She’s an artist for as long as she can remember, former publicist as an occupational incursion and illustrator as a way of life. And since almost two years ago she’s Ane’s mother. Amaia Arrazola (Vitoria, 1984) paints murals, writes books, illustrates and designs vignettes for magazines or book covers and draws and constructs in the purest DIY style all kinds of original games together with her daughter. She has it all and does it all. Her experience painting in Japan transformed her, and she came back to Spain with a book under her arm. Now she is about to publish her second one: ‘The Meteorite’ (Lunwerg), about her experience as a mother and «how everything flew into pieces», where she ‘undresses’ herself as a woman presenting motherhood with all its pros and cons. We review with her some of her work experiences and dive into her world to get to know the person behind the pencil.
Your first memory painting… I was so young I can’t even remember. I’m the oldest of three sisters and while our parents were on their siesta time we used to paint things as fruits or vegetables that we will sell to each other or even phones make some ‘phone calls’.
The last thing you painted on the street…. It was in Madrid with the guys from Madrid Street Art Project. I did a wall for a new shopping center in Alcorcón specialised in risk sports.

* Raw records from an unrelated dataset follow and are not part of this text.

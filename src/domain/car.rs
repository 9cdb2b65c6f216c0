use std::{fmt, num::NonZeroU32, str::FromStr};

use chrono::NaiveDate;
use non_empty_string::NonEmptyString;

use crate::domain::CarId;

/// A car in the rental table.
///
/// A car is either available (`rental` is `None`) or rented. The rental
/// details travel together in [`Rental`], so a record can never carry a
/// renter without a duration and start date, or vice versa.
#[derive(Debug, Clone, PartialEq)]
pub struct Car {
    id: CarId,
    name: NonEmptyString,
    daily_rate: DailyRate,
    rental: Option<Rental>,
}

impl Car {
    /// Create an available car.
    #[must_use]
    pub const fn new(id: CarId, name: NonEmptyString, daily_rate: DailyRate) -> Self {
        Self {
            id,
            name,
            daily_rate,
            rental: None,
        }
    }

    /// Create a car with the given rental state.
    #[must_use]
    pub fn with_rental(mut self, rental: Option<Rental>) -> Self {
        self.rental = rental;
        self
    }

    /// Returns the car's id.
    #[must_use]
    pub const fn id(&self) -> CarId {
        self.id
    }

    /// Returns the car's display name.
    #[must_use]
    pub fn name(&self) -> &str {
        self.name.as_str()
    }

    /// Returns the price per day.
    #[must_use]
    pub const fn daily_rate(&self) -> DailyRate {
        self.daily_rate
    }

    /// Returns the current rental, if any.
    #[must_use]
    pub const fn rental(&self) -> Option<&Rental> {
        self.rental.as_ref()
    }

    /// Whether the car can be rented.
    #[must_use]
    pub const fn is_available(&self) -> bool {
        self.rental.is_none()
    }

    /// Mark the car as rented.
    ///
    /// Returns `false` and leaves the car untouched if it is already rented.
    pub fn rent(&mut self, rental: Rental) -> bool {
        if self.rental.is_some() {
            return false;
        }
        self.rental = Some(rental);
        true
    }

    /// Clear the rental, returning it.
    ///
    /// Returns `None` if the car was not rented.
    pub fn give_back(&mut self) -> Option<Rental> {
        self.rental.take()
    }
}

/// The details of an active rental.
#[derive(Debug, Clone, PartialEq, Eq)]
pub struct Rental {
    /// The name of the customer holding the car.
    pub customer: NonEmptyString,
    /// The number of days requested when the car was rented.
    pub days: NonZeroU32,
    /// The date the rental began.
    pub since: NaiveDate,
}

/// A price per day.
///
/// Rates are finite and non-negative.
#[derive(Debug, Clone, Copy, PartialEq, PartialOrd)]
pub struct DailyRate(f64);

impl DailyRate {
    /// Create a rate.
    ///
    /// # Errors
    ///
    /// Returns an error if `value` is negative, NaN or infinite.
    pub fn new(value: f64) -> Result<Self, DailyRateError> {
        if value.is_finite() && value >= 0.0 {
            Ok(Self(value))
        } else {
            Err(DailyRateError(value.to_string()))
        }
    }

    /// Returns the rate as a float.
    #[must_use]
    pub const fn get(self) -> f64 {
        self.0
    }
}

impl fmt::Display for DailyRate {
    fn fmt(&self, f: &mut fmt::Formatter) -> fmt::Result {
        write!(f, "{}", self.0)
    }
}

impl FromStr for DailyRate {
    type Err = DailyRateError;

    fn from_str(s: &str) -> Result<Self, Self::Err> {
        let value: f64 = s
            .trim()
            .parse()
            .map_err(|_| DailyRateError(s.to_string()))?;
        Self::new(value)
    }
}

/// Error returned for a rate that is not a finite, non-negative number.
#[derive(Debug, thiserror::Error, PartialEq, Eq)]
#[error("Invalid daily rate '{0}': must be a non-negative number")]
pub struct DailyRateError(String);

/// Which cars a listing includes.
#[derive(Debug, Clone, Copy, PartialEq, Eq, Default)]
pub enum Availability {
    /// Every car, rented or not.
    #[default]
    All,
    /// Only cars with no current renter.
    AvailableOnly,
}

impl Availability {
    /// Whether `car` belongs in a listing with this filter.
    #[must_use]
    pub const fn admits(self, car: &Car) -> bool {
        match self {
            Self::All => true,
            Self::AvailableOnly => car.is_available(),
        }
    }
}

#[cfg(test)]
mod tests {
    use test_case::test_case;

    use super::*;

    fn sedan() -> Car {
        Car::new(
            CarId::FIRST,
            NonEmptyString::new("Sedan".to_string()).unwrap(),
            DailyRate::new(49.99).unwrap(),
        )
    }

    fn rental(customer: &str) -> Rental {
        Rental {
            customer: NonEmptyString::new(customer.to_string()).unwrap(),
            days: NonZeroU32::new(3).unwrap(),
            since: NaiveDate::from_ymd_opt(2025, 3, 14).unwrap(),
        }
    }

    #[test]
    fn new_car_is_available() {
        let car = sedan();
        assert!(car.is_available());
        assert!(car.rental().is_none());
    }

    #[test]
    fn renting_twice_keeps_first_rental() {
        let mut car = sedan();
        assert!(car.rent(rental("Alice")));
        assert!(!car.rent(rental("Bob")));
        assert_eq!(car.rental().unwrap().customer.as_str(), "Alice");
    }

    #[test]
    fn give_back_clears_rental() {
        let mut car = sedan();
        car.rent(rental("Alice"));

        let returned = car.give_back().unwrap();
        assert_eq!(returned.customer.as_str(), "Alice");
        assert!(car.is_available());
        assert!(car.give_back().is_none());
    }

    #[test_case("49.99", 49.99; "decimal")]
    #[test_case("0", 0.0; "free")]
    #[test_case(" 12 ", 12.0; "whitespace")]
    fn parses_valid_rates(input: &str, expected: f64) {
        let rate: DailyRate = input.parse().unwrap();
        assert!((rate.get() - expected).abs() < f64::EPSILON);
    }

    #[test_case("-1"; "negative")]
    #[test_case("abc"; "not a number")]
    #[test_case("NaN"; "nan")]
    #[test_case("inf"; "infinite")]
    fn rejects_invalid_rates(input: &str) {
        assert!(input.parse::<DailyRate>().is_err());
    }

    #[test]
    fn availability_filter() {
        let available = sedan();
        let mut rented = sedan();
        rented.rent(rental("Alice"));

        assert!(Availability::All.admits(&available));
        assert!(Availability::All.admits(&rented));
        assert!(Availability::AvailableOnly.admits(&available));
        assert!(!Availability::AvailableOnly.admits(&rented));
    }
}
use std::{fmt, num::NonZeroU32, str::FromStr};

/// Width used when a [`CarId`] is rendered without an explicit width.
pub const DEFAULT_DIGITS: usize = 5;

/// The identifier of a car in the rental table.
///
/// Identifiers are positive integers. On disk and on screen they are rendered
/// zero-padded to a fixed width (five digits by default), e.g. `00042`.
///
/// Equality is numeric, so `"42"` and `"00042"` parse to the same id.
#[derive(Debug, Clone, Copy, PartialEq, Eq, PartialOrd, Ord, Hash)]
pub struct CarId(NonZeroU32);

impl CarId {
    /// The id assigned to the first car in an empty table.
    pub const FIRST: Self = Self(NonZeroU32::MIN);

    /// Create an id from its numeric value.
    #[must_use]
    pub const fn new(value: NonZeroU32) -> Self {
        Self(value)
    }

    /// Returns the numeric value.
    #[must_use]
    pub const fn get(self) -> u32 {
        self.0.get()
    }

    /// Returns the id following this one.
    ///
    /// # Errors
    ///
    /// Returns [`CarIdError::Exhausted`] if the numeric space is used up.
    pub fn next(self) -> Result<Self, CarIdError> {
        self.0.checked_add(1).map(Self).ok_or(CarIdError::Exhausted)
    }

    /// Returns a displayable representation padded to `digits` characters.
    ///
    /// ```
    /// use std::num::NonZeroU32;
    ///
    /// use rental::CarId;
    ///
    /// let id = CarId::new(NonZeroU32::new(7).unwrap());
    /// assert_eq!(id.display(5).to_string(), "00007");
    /// assert_eq!(id.display(2).to_string(), "07");
    /// ```
    #[must_use]
    pub const fn display(self, digits: usize) -> FormattedCarId {
        FormattedCarId { id: self, digits }
    }
}

impl fmt::Display for CarId {
    fn fmt(&self, f: &mut fmt::Formatter) -> fmt::Result {
        write!(f, "{}", self.display(DEFAULT_DIGITS))
    }
}

/// A [`CarId`] paired with the width it should be padded to.
///
/// Returned by [`CarId::display`].
#[derive(Debug, Clone, Copy)]
pub struct FormattedCarId {
    id: CarId,
    digits: usize,
}

impl fmt::Display for FormattedCarId {
    fn fmt(&self, f: &mut fmt::Formatter) -> fmt::Result {
        write!(f, "{:0width$}", self.id.get(), width = self.digits)
    }
}

impl FromStr for CarId {
    type Err = CarIdError;

    fn from_str(s: &str) -> Result<Self, Self::Err> {
        let trimmed = s.trim();
        if trimmed.is_empty() || !trimmed.chars().all(|c| c.is_ascii_digit()) {
            return Err(CarIdError::Syntax(s.to_string()));
        }
        let value: u32 = trimmed
            .parse()
            .map_err(|_| CarIdError::Syntax(s.to_string()))?;
        NonZeroU32::new(value)
            .map(Self)
            .ok_or_else(|| CarIdError::Zero(s.to_string()))
    }
}

/// Errors produced when parsing or allocating a [`CarId`].
#[derive(Debug, thiserror::Error, PartialEq, Eq)]
pub enum CarIdError {
    /// The string is not a run of ASCII digits.
    #[error("Invalid car ID '{0}': expected digits, e.g. 00001")]
    Syntax(String),

    /// The string parsed to zero, which is never assigned.
    #[error("Invalid car ID '{0}': IDs start at 1")]
    Zero(String),

    /// No further ids can be allocated.
    #[error("No car IDs left to allocate")]
    Exhausted,
}

#[cfg(test)]
mod tests {
    use test_case::test_case;

    use super::*;

    #[test_case("00001", 1; "padded")]
    #[test_case("1", 1; "unpadded")]
    #[test_case(" 00042 ", 42; "surrounding whitespace")]
    #[test_case("123456", 123_456; "wider than default")]
    fn parses_valid_ids(input: &str, expected: u32) {
        let id: CarId = input.parse().unwrap();
        assert_eq!(id.get(), expected);
    }

    #[test_case(""; "empty")]
    #[test_case("abc"; "letters")]
    #[test_case("-1"; "negative")]
    #[test_case("1.0"; "decimal")]
    fn rejects_malformed_ids(input: &str) {
        let err = input.parse::<CarId>().unwrap_err();
        assert!(matches!(err, CarIdError::Syntax(_)));
    }

    #[test]
    fn rejects_zero() {
        let err = "00000".parse::<CarId>().unwrap_err();
        assert_eq!(err, CarIdError::Zero("00000".to_string()));
    }

    #[test]
    fn display_pads_to_default_width() {
        let id: CarId = "3".parse().unwrap();
        assert_eq!(id.to_string(), "00003");
    }

    #[test]
    fn padded_and_unpadded_compare_equal() {
        let a: CarId = "00012".parse().unwrap();
        let b: CarId = "12".parse().unwrap();
        assert_eq!(a, b);
    }

    #[test]
    fn next_increments() {
        assert_eq!(CarId::FIRST.next().unwrap().get(), 2);
        let last = CarId::new(NonZeroU32::MAX);
        assert_eq!(last.next(), Err(CarIdError::Exhausted));
    }
}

Street or studio work? For me my studio work is something more intimate, I approach it as a personal retreat while the street work is more fun, more expansive… They are complementary and bring me different things.
Your color? I used to always use black and whit and sometimes I used red as a support color, but I think it was because I was scared. Now I’m learning to use all the colors.
Who would you like to do a collab with? For example with the guys from Twee Muizen, they are Galician and they are also good friends with whom I’ve never done anything together. She makes these brutal masks and they together paint murals. I really like their work.
An artist you admire… Miss Van, because she has managed to stay there in a masculino world and I think that is quite a thing.
A less known artist with good projection… Catalan artist Octavi Serra, I love his conceptual work.
The work you’ve enjoyed most? It was a mural I did in Japan in which they gave me all the facilities and materials, you could even leave everything on the street because no one was going to steal it. I had a lot of people helping me, I was able to do it super well and super chill … It was great!
And the one you feel the proudest? It’s not exactly a mural, but a book I made about my experience in Japan. It is called “Wabi Sabi” and I feel very proud to have been able to go there and come back to make a 180-page book.
A turning point in your career? This book without a doubt. I discovered that I could speak, that I had a voice. Before, I limited myself as an illustrator to put images to what others would say. After that work I realized that I had things to say.
An funny fact at work? While painting in Penellas, a small town in Lleida, I was drawing two girls and every now and then, when a farmer passed by they would say: “Oh, what a rooster! How beautiful the rooster!” And I didn’t know what they were talking about. Now… look at the picture below and the girl’s scrunchie… That’s when I realized that when you paint in the street, people make your mural of their own.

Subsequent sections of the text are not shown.